To anyone and everyone who resonates with the term “overachiever”:

This letter is for you because you remind me of myself at this time last year. I’ve only been in college for a year, but I have a TON of advice I’d like to share with my fellow overachievers, particularly on how to make your college experience the best it can possibly be. 

When I first started college last fall, I had the mindset that I should be taking as many classes as possible and collecting as many majors, minors, and degrees that I could in the next four years. Looking back on that, it’s a pretty intense mindset to have. Though I know that I originally felt that way because I wanted to get my money’s worth of college, I’ve since realized that there’s so much more to college than classes. Now you may be wondering why it took me so long to reach that conclusion, or perhaps you’re disagreeing with me, as education is the main point of college. And yes, I still do care immensely about my classes, and I strive to put as much effort as possible into my assignments. However, there comes a point in every overachiever’s life where they need to face the fact that there’s more to college than simply killing themselves with classes and drowning themselves in work. And since you’re reading this article, that time for you is now.
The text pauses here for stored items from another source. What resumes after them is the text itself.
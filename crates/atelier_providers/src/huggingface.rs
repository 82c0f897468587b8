//! HuggingFace Inference API driver for image upscaling.

use async_trait::async_trait;
use atelier_codec::{looks_like_html, sniff_format};
use atelier_core::{
    MediaReference, ProviderOutcome, ProviderSuccess, ScaleFactor, TransformKind, TransformParams,
    TransformRequest,
};
use atelier_error::{AtelierResult, ProviderError, ProviderErrorKind};
use atelier_interface::{InvocationMode, TransformDriver};
use reqwest::Client;
use std::time::Duration;
use tracing::{debug, instrument};

const API_BASE: &str = "https://api-inference.huggingface.co/models";
const TIMEOUT: Duration = Duration::from_secs(10);

/// HuggingFace serverless inference driver. Upscaling only.
///
/// The inference endpoint takes the raw image body and answers with raw
/// image bytes, so inputs must be inline; a URL reference cannot be
/// forwarded and is reported as unsupported, letting the gateway fall
/// through to a provider that accepts URLs.
#[derive(Debug, Clone)]
pub struct HuggingFaceProvider {
    client: Client,
    api_token: String,
}

fn model_for(scale: ScaleFactor) -> &'static str {
    match scale {
        ScaleFactor::X2 => "nightmareai/real-esrgan",
        ScaleFactor::X4 => "stabilityai/stable-diffusion-x4-upscaler",
    }
}

impl HuggingFaceProvider {
    /// Create a driver bound to an API token.
    pub fn new(api_token: impl Into<String>) -> Self {
        Self {
            client: Client::new(),
            api_token: api_token.into(),
        }
    }
}

#[async_trait]
impl TransformDriver for HuggingFaceProvider {
    #[instrument(skip(self, request))]
    async fn invoke(&self, request: &TransformRequest) -> AtelierResult<ProviderOutcome> {
        let scale = match request.params_or_default() {
            TransformParams::Upscale { scale } => scale,
            other => {
                return Err(ProviderError::new(ProviderErrorKind::Unsupported(format!(
                    "HuggingFace serves upscaling only, not {}",
                    other.kind()
                ))))?;
            }
        };

        let (bytes, mime) = match &request.primary {
            MediaReference::InlineBytes { bytes, mime } => (bytes.clone(), mime.clone()),
            MediaReference::Url(_) => {
                return Err(ProviderError::new(ProviderErrorKind::Unsupported(
                    "HuggingFace inference takes an inline image body, not a URL".to_string(),
                )))?;
            }
        };

        let url = format!("{API_BASE}/{}", model_for(scale));
        debug!(url = %url, bytes = bytes.len(), "Sending inference request");

        let response = self
            .client
            .post(&url)
            .header("Authorization", format!("Bearer {}", self.api_token))
            .header("Content-Type", mime)
            .body(bytes)
            .timeout(TIMEOUT)
            .send()
            .await
            .map_err(|e| {
                if e.is_timeout() {
                    ProviderError::timeout(TIMEOUT.as_secs())
                } else {
                    ProviderError::new(ProviderErrorKind::Transport(format!(
                        "Request failed: {e}"
                    )))
                }
            })?;

        if !response.status().is_success() {
            let status = response.status().as_u16();
            let message = response.text().await.unwrap_or_default();
            return Err(ProviderError::new(ProviderErrorKind::Remote {
                status: Some(status),
                message,
            }))?;
        }

        let body = response
            .bytes()
            .await
            .map_err(|e| {
                ProviderError::new(ProviderErrorKind::Transport(format!(
                    "Failed to read response body: {e}"
                )))
            })?
            .to_vec();

        if body.is_empty() || looks_like_html(&body) {
            return Err(ProviderError::new(ProviderErrorKind::EmptyOutput))?;
        }
        let out_mime = sniff_format(&body).ok_or_else(|| {
            ProviderError::new(ProviderErrorKind::Parse(
                "Response body is not a recognized image format".to_string(),
            ))
        })?;

        Ok(ProviderOutcome::Resolved(ProviderSuccess {
            media: MediaReference::InlineBytes {
                bytes: body,
                mime: out_mime.to_string(),
            },
            provider: self.name().to_string(),
            attribution: Some(model_for(scale).to_string()),
        }))
    }

    fn name(&self) -> &str {
        "HuggingFace"
    }

    fn timeout(&self) -> Duration {
        TIMEOUT
    }

    fn mode(&self) -> InvocationMode {
        InvocationMode::SyncCall
    }

    fn supports(&self, kind: TransformKind) -> bool {
        kind == TransformKind::Upscale
    }
}

#[cfg(test)]
mod tests {
    use super::*;

    #[test]
    fn scale_selects_the_model() {
        assert_eq!(model_for(ScaleFactor::X2), "nightmareai/real-esrgan");
        assert_eq!(
            model_for(ScaleFactor::X4),
            "stabilityai/stable-diffusion-x4-upscaler"
        );
    }

    #[tokio::test]
    async fn url_input_is_unsupported_not_retried() {
        let provider = HuggingFaceProvider::new("tok");
        let request = TransformRequest::builder()
            .kind(TransformKind::Upscale)
            .primary(MediaReference::Url(
                "https://cdn.example.com/in.png".to_string(),
            ))
            .build()
            .unwrap();

        let error = provider.invoke(&request).await.unwrap_err();
        match error.kind() {
            atelier_error::AtelierErrorKind::Provider(e) => {
                assert!(matches!(e.kind, ProviderErrorKind::Unsupported(_)));
                assert!(!e.kind.is_retryable());
            }
            other => panic!("expected provider error, got {other:?}"),
        }
    }

    #[tokio::test]
    async fn wrong_kind_is_unsupported() {
        let provider = HuggingFaceProvider::new("tok");
        assert!(!provider.supports(TransformKind::Restore));

        let request = TransformRequest::builder()
            .kind(TransformKind::Restore)
            .primary(MediaReference::InlineBytes {
                bytes: vec![0xFF, 0xD8, 0xFF, 0xE0],
                mime: "image/jpeg".to_string(),
            })
            .build()
            .unwrap();
        assert!(provider.invoke(&request).await.is_err());
    }
}
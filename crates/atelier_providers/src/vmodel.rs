//! VModel template video-swap driver (submit-and-poll).

use crate::poller::{JobPoller, PollStatus};
use crate::render;
use async_trait::async_trait;
use atelier_core::{
    AsyncJob, JobStatus, MediaReference, ProviderOutcome, ProviderSuccess, TransformKind,
    TransformRequest,
};
use atelier_error::{AtelierResult, ProviderError, ProviderErrorKind};
use atelier_interface::{InvocationMode, TransformDriver};
use reqwest::Client;
use serde::Deserialize;
use serde_json::{Value, json};
use std::time::Duration;
use tracing::{debug, instrument};

const API_BASE: &str = "https://api.vmodel.ai/api/tasks/v1";
const MODEL_VERSION: &str = "85e248d268bcc04f5302cf9645663c2c12acd03c953ec1a4bbfdc252a65bddc0";
const TIMEOUT: Duration = Duration::from_secs(180);
const POLL_INTERVAL: Duration = Duration::from_secs(2);

/// VModel driver for swapping a face into a template video.
///
/// The primary reference is the template video URL and the secondary the
/// user's face image; video renders are slow, so this driver carries the
/// longest deadline in the registry.
#[derive(Debug, Clone)]
pub struct VModelProvider {
    client: Client,
    api_token: String,
}

fn build_create_payload(source: &str, target: &str) -> Value {
    json!({
        "version": MODEL_VERSION,
        "input": {
            "source": source,
            "target": target,
            "keep_fps": false,
            "disable_safety_checker": false,
        },
    })
}

#[derive(Debug, Deserialize)]
struct CreateResponse {
    result: Option<CreatedTask>,
    #[serde(default)]
    message: Option<String>,
}

#[derive(Debug, Deserialize)]
struct CreatedTask {
    task_id: String,
}

#[derive(Debug, Deserialize)]
struct StatusResponse {
    result: Option<TaskState>,
    #[serde(default)]
    message: Option<String>,
}

#[derive(Debug, Deserialize)]
struct TaskState {
    #[serde(default)]
    status: String,
    #[serde(default)]
    output: Vec<String>,
    #[serde(default)]
    error: Option<String>,
}

fn poll_status(state: TaskState) -> AtelierResult<PollStatus<String>> {
    match state.status.as_str() {
        "succeeded" => match state.output.into_iter().next() {
            Some(url) => Ok(PollStatus::Completed(url)),
            None => Err(ProviderError::new(ProviderErrorKind::EmptyOutput))?,
        },
        "failed" | "canceled" => Ok(PollStatus::Failed(
            state
                .error
                .unwrap_or_else(|| "VModel task failed".to_string()),
        )),
        "starting" | "queued" => Ok(PollStatus::Pending(JobStatus::Pending)),
        _ => Ok(PollStatus::Pending(JobStatus::Processing)),
    }
}

impl VModelProvider {
    /// Create a driver bound to an API token.
    pub fn new(api_token: impl Into<String>) -> Self {
        Self {
            client: Client::new(),
            api_token: api_token.into(),
        }
    }

    async fn send(&self, request: reqwest::RequestBuilder) -> AtelierResult<reqwest::Response> {
        let response = request
            .header("Authorization", format!("Bearer {}", self.api_token))
            .send()
            .await
            .map_err(|e| {
                ProviderError::new(ProviderErrorKind::Transport(format!("Request failed: {e}")))
            })?;

        if !response.status().is_success() {
            let status = response.status().as_u16();
            let message = response.text().await.unwrap_or_default();
            return Err(ProviderError::new(ProviderErrorKind::Remote {
                status: Some(status),
                message,
            }))?;
        }
        Ok(response)
    }

    async fn create_task(&self, payload: &Value) -> AtelierResult<String> {
        debug!("Creating VModel task");
        let response = self
            .send(self.client.post(format!("{API_BASE}/create")).json(payload))
            .await?;
        let created: CreateResponse = response.json().await.map_err(|e| {
            ProviderError::new(ProviderErrorKind::Parse(format!(
                "Failed to parse VModel response: {e}"
            )))
        })?;
        match created.result {
            Some(task) => Ok(task.task_id),
            None => Err(ProviderError::new(ProviderErrorKind::Remote {
                status: None,
                message: created
                    .message
                    .unwrap_or_else(|| "VModel returned no task id".to_string()),
            }))?,
        }
    }

    async fn poll_once(&self, task_id: &str) -> AtelierResult<PollStatus<String>> {
        let response = self
            .send(self.client.get(format!("{API_BASE}/status/{task_id}")))
            .await?;
        let status: StatusResponse = response.json().await.map_err(|e| {
            ProviderError::new(ProviderErrorKind::Parse(format!(
                "Failed to parse VModel status: {e}"
            )))
        })?;
        match status.result {
            Some(state) => poll_status(state),
            None => Err(ProviderError::new(ProviderErrorKind::Parse(
                status
                    .message
                    .unwrap_or_else(|| "VModel status carried no result".to_string()),
            )))?,
        }
    }
}

#[async_trait]
impl TransformDriver for VModelProvider {
    #[instrument(skip(self, request))]
    async fn invoke(&self, request: &TransformRequest) -> AtelierResult<ProviderOutcome> {
        if request.kind != TransformKind::VideoSwap {
            return Err(ProviderError::new(ProviderErrorKind::Unsupported(format!(
                "VModel serves template video swap only, not {}",
                request.kind
            ))))?;
        }
        let face = request.secondary.as_ref().ok_or_else(|| {
            ProviderError::new(ProviderErrorKind::Unsupported(
                "video swap requires a secondary face image".to_string(),
            ))
        })?;

        let payload = build_create_payload(&render(face), &render(&request.primary));
        let task_id = self.create_task(&payload).await?;
        debug!(task_id = %task_id, "VModel task created");

        let mut job = AsyncJob::new(task_id.clone(), TIMEOUT);
        let poller = JobPoller::new(POLL_INTERVAL);
        let url = poller.run(&mut job, || self.poll_once(&task_id)).await?;

        Ok(ProviderOutcome::Resolved(ProviderSuccess {
            media: MediaReference::Url(url),
            provider: self.name().to_string(),
            attribution: Some("vmodel video-swap".to_string()),
        }))
    }

    fn name(&self) -> &str {
        "VModel"
    }

    fn timeout(&self) -> Duration {
        TIMEOUT
    }

    fn mode(&self) -> InvocationMode {
        InvocationMode::SubmitAndPoll
    }

    fn supports(&self, kind: TransformKind) -> bool {
        kind == TransformKind::VideoSwap
    }
}
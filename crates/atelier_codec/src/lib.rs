//! Media codec and request validation for the Atelier gateway.
//!
//! Decodes inbound media references (URL, data-URI, raw base64) into the
//! canonical [`MediaReference`](atelier_core::MediaReference) representation,
//! re-encodes provider output, sniffs media formats by magic bytes, performs
//! validated downloads, and enforces the request validation rules (https
//! only, domain allow-listing for server-side fetches).

#![forbid(unsafe_code)]
#![warn(missing_docs)]

mod decode;
mod download;
mod sniff;
mod validate;

pub use decode::{decode, from_data_uri, normalize_base64, to_data_uri};
pub use download::Downloader;
pub use sniff::{looks_like_html, sniff_format};
pub use validate::{AllowedHosts, Validator};
//! Scheduler implementation

use std::collections::{BinaryHeap, HashMap};
use std::sync::Arc;
use std::sync::atomic::{AtomicBool, Ordering};
use std::time::{Duration, Instant};

use serde_json::Value;
use tokio::sync::{Mutex, Notify};
use tokio::task::JoinHandle;
use tracing::{debug, info, warn};

use crate::domain::{Task, TaskStatus};

use super::config::SchedulerConfig;
use super::error::SchedulerError;
use super::queue::{PendingEntry, PoolStats, WorkerRecord, WorkerStatus};

/// Internal state protected by mutex
struct SchedulerInner {
    /// Priority queue of pending tasks
    queue: BinaryHeap<PendingEntry>,

    /// Tasks currently executing, by id
    running: HashMap<String, Task>,

    /// Results of successfully completed tasks
    completed: HashMap<String, Value>,

    /// Error text for terminally failed tasks
    failed: HashMap<String, String>,

    /// One record per pool slot
    workers: Vec<WorkerRecord>,

    /// Monotonic submission sequence, FIFO tie-break within a priority band
    seq: u64,

    /// Tasks removed from pending by cancellation
    cancelled: u64,
}

/// The Scheduler owns task lifecycle from submission to terminal state
/// across a fixed pool of workers, honoring priority order and inter-task
/// dependencies with bounded automatic retry.
pub struct Scheduler {
    config: SchedulerConfig,
    inner: Mutex<SchedulerInner>,

    /// Signals workers that pending work may be available
    queue_notify: Notify,

    /// Signals result waiters that a task reached a terminal state
    done_notify: Notify,

    /// Cleared when shutdown begins; workers observe it between iterations
    accepting: AtomicBool,

    started_at: Instant,
    handles: std::sync::Mutex<Vec<JoinHandle<()>>>,
}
To give you some context: I came into college planning to get a dual degree in marketing and communication while also minoring in environmental science and creative writing. In order to do this, I would’ve had to take the maximum amount of credits allowed per semester every semester, and then some. I wouldn’t have had any time for a social life, but to freshman-year me, that didn’t matter. If you’ve ever seen “Modern Family”, I was acting exactly like Alex Dunphy, claiming that I didn’t care if I had a social life or time for extracurriculars because I was paying to get a good education, not to goof around. What a horrible mindset that was to have! Yes, college is about continuing your education in a field you’re passionate about, but it’s also about making wonderful friends, creating treasured memories with those friends, going to games, joining clubs, and just becoming an extremely well-rounded person overall. You can’t do that if your only focus is maintaining a 4.0 GPA! (It’s okay if it drops to a 3.7, it’s not gonna kill you, I promise.)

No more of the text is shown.